Databricks Community

alexandrexixe · ‎09-11-2024

I'm working on a Databricks implementation project where external Kafka processes write JSON files to S3. I need to ingest these files daily, or in some cases every four hours, but I don't need to perform stream processing.

I'm considering two approaches to bring these files into a Delta Lake using Unit Catalog enviroment:

1 - Using Autoloader in batch mode: I could use Autoloader in batch mode to bring these files directly into a Delta bronze layer.

2- Creating external tables: I could create external tables from these files and use them as a bronze layer.
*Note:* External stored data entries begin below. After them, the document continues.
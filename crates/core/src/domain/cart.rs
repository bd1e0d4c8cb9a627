use rust_decimal::Decimal;
use serde::{Deserialize, Serialize};

use crate::domain::product::{Product, ProductId};

#[derive(Clone, Debug, PartialEq, Eq, Serialize, Deserialize)]
pub struct CartLine {
    pub product_id: ProductId,
    pub name: String,
    pub unit_price: Decimal,
    pub quantity: u32,
}

impl CartLine {
    pub fn line_total(&self) -> Decimal {
        self.unit_price * Decimal::from(self.quantity)
    }
}

/// Line items in insertion order; every line has quantity >= 1.
#[derive(Clone, Debug, Default, PartialEq, Eq, Serialize, Deserialize)]
pub struct Cart {
    lines: Vec<CartLine>,
}

impl Cart {
    /// Adds one unit, merging into an existing line. Returns the new quantity.
    pub fn add(&mut self, product: &Product) -> u32 {
        if let Some(line) = self.lines.iter_mut().find(|line| line.product_id == product.id) {
            line.quantity += 1;
            return line.quantity;
        }

        self.lines.push(CartLine {
            product_id: product.id,
            name: product.name.clone(),
            unit_price: product.price,
            quantity: 1,
        });
        1
    }

    pub fn remove(&mut self, product_id: ProductId) -> bool {
        let before = self.lines.len();
        self.lines.retain(|line| line.product_id != product_id);
        self.lines.len() != before
    }

    /// Sets an absolute quantity; zero removes the line.
    pub fn set_quantity(&mut self, product_id: ProductId, quantity: u32) -> bool {
        if quantity == 0 {
            return self.remove(product_id);
        }

        match self.lines.iter_mut().find(|line| line.product_id == product_id) {
            Some(line) => {
                line.quantity = quantity;
                true
            }
            None => false,
        }
    }

    pub fn lines(&self) -> &[CartLine] {
        &self.lines
    }

    pub fn item_count(&self) -> u32 {
        self.lines.iter().map(|line| line.quantity).sum()
    }

    pub fn total(&self) -> Decimal {
        self.lines.iter().map(CartLine::line_total).sum()
    }

    pub fn is_empty(&self) -> bool {
        self.lines.is_empty()
    }

    pub fn take_lines(&mut self) -> Vec<CartLine> {
        std::mem::take(&mut self.lines)
    }
}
Do these approaches make sense?
What are the advantages and disadvantages of each?
Is there any other better aproach?

filipniziol · ‎09-11-2024

Hi @alexandrexixe ,

Are you building a production solution or you want to simply explore the data?
For something long-term I would recommend autoloader option.
Having external tables you do not get the benefits of working with Delta tables: the queries will be slow, there will be no schema evolution, you won't have time travel etc.
Eventually there will be this single feature that you need, but it is not available when using external tables.

Databricks Community

Best approach for handling batch processess from cloud object storage.

Join Us as a Local Community Builder!

Announcing Backfill Runs in Lakeflow Jobs for Higher Quality Downstream Data

🚀 New: Databricks Interactive Architecture Design Workshops

Introducing Community Pulse — Your Weekly Databricks Roundup!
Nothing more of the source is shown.